Apparently my subconscious had been wrestling with the great sibling debate, working itself out in the dog listings, despite the fact it was clear we were never going to get a dog. My husband made sure I knew that he was not interested in that at all. It became a hobby.

But this is probably akin to people being curious about looking at a real live hooker for the first time, not to, you know, DO THAT, but just because, like, it’s so seedy. Slumming it. Being a tourist through the underworld. You ask where the streetwalkers hang out, then drive by, staring, being thrilled in a weird way. How did she get there? you wonder. What’s her story? Is she particularly gifted? This leads to Craigslist to look more deeply, just because, you know, you’re intrigued. And some of the ads are really, like, super-specific. And interesting. And, wow, just…wow. I mean, it’s all right there in front of you, all the weirdness you never knew existed explained in vivid detail; not only that, ON OFFER. So, like, um. Why not?

Yeah, that’s me.

So when I mentioned to my husband that I was thinking about a dog, he had no idea of the enormity of the iceberg underneath the surface. He didn’t know that I knew more facts and figures about dogs than most people I know who own dogs. He had no idea that I had narrowed down selections, that I was interested in rat terriers, that nothing over 25 pounds would be making it through the door. That I had found a number of very interesting possibilities. That I was particularly fond of a dog named Rhea, a spaniel mix who won me over with her cream colored coat, bat-like ears, and two pictures on the Humane Society website which worked their way into my heart just like a flesh-boring-insect, one where she was lying down with her head between her paws looking up at the camera as if waiting for me specifically to come to her rescue; the next one where she had hopped up to greet me, so excited that she was finally going home.
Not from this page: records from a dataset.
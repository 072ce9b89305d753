//! Tag-dispatched transform nodes

use super::driver::{drive, Completed};
use super::simple::{BooleanXform, IntegerXform, StringXform};
use super::{CloseSignal, ElementDescriptor, ParseEvent, TransformNode};
use crate::error::{Result, XmlError};
use crate::stream::XmlStream;
use crate::types::{Attributes, Value};
use indexmap::IndexMap;

/// The closed set of transform variants.
#[derive(Debug, Clone, PartialEq)]
pub enum Xform {
    Boolean(BooleanXform),
    String(StringXform),
    Integer(IntegerXform),
}

impl Xform {
    fn as_node(&self) -> &dyn TransformNode {
        match self {
            Xform::Boolean(x) => x,
            Xform::String(x) => x,
            Xform::Integer(x) => x,
        }
    }

    fn as_node_mut(&mut self) -> &mut dyn TransformNode {
        match self {
            Xform::Boolean(x) => x,
            Xform::String(x) => x,
            Xform::Integer(x) => x,
        }
    }
}

impl From<BooleanXform> for Xform {
    fn from(x: BooleanXform) -> Self {
        Xform::Boolean(x)
    }
}

impl From<StringXform> for Xform {
    fn from(x: StringXform) -> Self {
        Xform::String(x)
    }
}

impl From<IntegerXform> for Xform {
    fn from(x: IntegerXform) -> Self {
        Xform::Integer(x)
    }
}

impl TransformNode for Xform {
    fn tag(&self) -> &str {
        self.as_node().tag()
    }

    fn render(&self, writer: &mut XmlStream, model: &Value) {
        self.as_node().render(writer, model)
    }

    fn parse_open(&mut self, node: &ElementDescriptor) -> bool {
        self.as_node_mut().parse_open(node)
    }

    fn parse_text(&mut self, text: &str) {
        self.as_node_mut().parse_text(text)
    }

    fn parse_close(&mut self, name: &str) -> CloseSignal {
        self.as_node_mut().parse_close(name)
    }

    fn model(&self) -> &Value {
        self.as_node().model()
    }

    fn take_model(&mut self) -> Value {
        self.as_node_mut().take_model()
    }
}

/// Prototype transform nodes keyed by element tag.
///
/// Registration order is the order children are rendered in.
#[derive(Debug, Clone, Default)]
pub struct XformRegistry {
    entries: IndexMap<String, Xform>,
}

impl XformRegistry {
    /// Empty registry
    pub fn new() -> Self {
        Self::default()
    }

    /// Register a node under its own tag, replacing any previous one.
    pub fn register(&mut self, xform: impl Into<Xform>) {
        let xform = xform.into();
        self.entries.insert(xform.tag().to_string(), xform);
    }

    /// Builder form of [`register`](Self::register)
    pub fn with(mut self, xform: impl Into<Xform>) -> Self {
        self.register(xform);
        self
    }

    /// Prototype registered for `tag`
    pub fn get(&self, tag: &str) -> Option<&Xform> {
        self.entries.get(tag)
    }

    /// Number of registered tags
    pub fn len(&self) -> usize {
        self.entries.len()
    }

    pub fn is_empty(&self) -> bool {
        self.entries.is_empty()
    }

    /// Registered tags in registration order
    pub fn tags(&self) -> impl Iterator<Item = &str> {
        self.entries.keys().map(String::as_str)
    }

    /// A fresh node for `tag`, with no parsed state.
    pub fn create(&self, tag: &str) -> Option<Xform> {
        let mut node = self.entries.get(tag)?.clone();
        node.take_model();
        Some(node)
    }

    /// Render `model` with the node registered for `tag`.
    pub fn render(&self, writer: &mut XmlStream, tag: &str, model: &Value) -> Result<()> {
        let node = self
            .entries
            .get(tag)
            .ok_or_else(|| XmlError::InvalidState(format!("no transform registered for <{tag}>")))?;
        node.render(writer, model);
        Ok(())
    }

    /// Render `container` with one child per registered tag present in
    /// `children`. The container is always written, even if empty.
    pub fn render_children(
        &self,
        writer: &mut XmlStream,
        container: &str,
        attributes: Option<&Attributes>,
        children: &IndexMap<String, Value>,
    ) {
        writer.open_node(container, attributes);
        for (tag, node) in &self.entries {
            if let Some(model) = children.get(tag) {
                node.render(writer, model);
            }
        }
        for tag in children.keys().filter(|t| !self.entries.contains_key(*t)) {
            tracing::debug!(container, tag = tag.as_str(), "no transform for child, skipped");
        }
        writer.close_node();
    }

    /// Parse one container element, returning the non-empty values of its
    /// registered children keyed by tag.
    ///
    /// Unregistered child elements and text directly inside the container
    /// are skipped.
    pub fn parse_children<I>(&self, events: I) -> Result<IndexMap<String, Value>>
    where
        I: IntoIterator<Item = Result<ParseEvent>>,
    {
        let mut events = events.into_iter();
        let mut container: Option<String> = None;
        let mut values = IndexMap::new();

        while let Some(event) = events.next() {
            match event? {
                ParseEvent::Open(element) if container.is_none() => {
                    container = Some(element.name);
                }
                ParseEvent::Open(element) => match self.create(&element.name) {
                    Some(mut node) => {
                        let tag = element.name.clone();
                        let first = std::iter::once(Ok(ParseEvent::Open(element)));
                        if drive(&mut node, first.chain(&mut events))? == Completed::EndOfInput {
                            return Err(truncated(container.as_deref()));
                        }
                        let value = node.take_model();
                        if !value.is_empty() {
                            values.insert(tag, value);
                        }
                    }
                    None => {
                        tracing::debug!(tag = element.name.as_str(), "unregistered child skipped");
                        skip_element(&mut events, container.as_deref())?;
                    }
                },
                ParseEvent::Text(_) => {}
                ParseEvent::Close(name) => {
                    return match container {
                        Some(open) if open == name => Ok(values),
                        Some(open) => Err(XmlError::Parse(format!(
                            "</{name}> does not close <{open}>"
                        ))),
                        None => Err(XmlError::Parse(format!("unbalanced </{name}>"))),
                    };
                }
            }
        }

        match container {
            Some(name) => Err(truncated(Some(&name))),
            None => Ok(values),
        }
    }
}

/// Consume events up to the end of an element whose start was already read.
fn skip_element<I>(events: &mut I, container: Option<&str>) -> Result<()>
where
    I: Iterator<Item = Result<ParseEvent>>,
{
    let mut depth = 1usize;
    for event in events {
        match event? {
            ParseEvent::Open(_) => depth += 1,
            ParseEvent::Close(_) => {
                depth -= 1;
                if depth == 0 {
                    return Ok(());
                }
            }
            ParseEvent::Text(_) => {}
        }
    }
    Err(truncated(container))
}

fn truncated(container: Option<&str>) -> XmlError {
    XmlError::Parse(format!(
        "input ended inside <{}>",
        container.unwrap_or_default()
    ))
}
In an alarming epiphany I realized that I was planning on going to the Humane Society just to, like, you know, visit. I also discovered that I had not even discussed this with myself much less my husband, that I had been operating on the purest instinctual level. I had been searching and trawling and looking high and low for a companion for my son for two years, and I didn’t even know it. I had been looking for a sibling analogue, an animal who would unconditionally love him no matter what, who wouldn’t reprimand him about his potty talk, who would hang out with him when everyone was tired, who would play catch with him and run with him for hours, with whom he could find solace when Dad and Mom were just being too damned intense.

I finally showed Lars the depth of the iceberg upon which he was unwittingly bearing down. I explained myself. He was completely taken off guard, since he thought I also didn’t want a dog. We’re cat people, right? But the subtext of the conversation was the admission that our ship has sailed, and it is without a sibling for our son. We’d never marked the passage of that milestone, and it’s very sad. We were too tired and we let time decide for us. Now, no sibling.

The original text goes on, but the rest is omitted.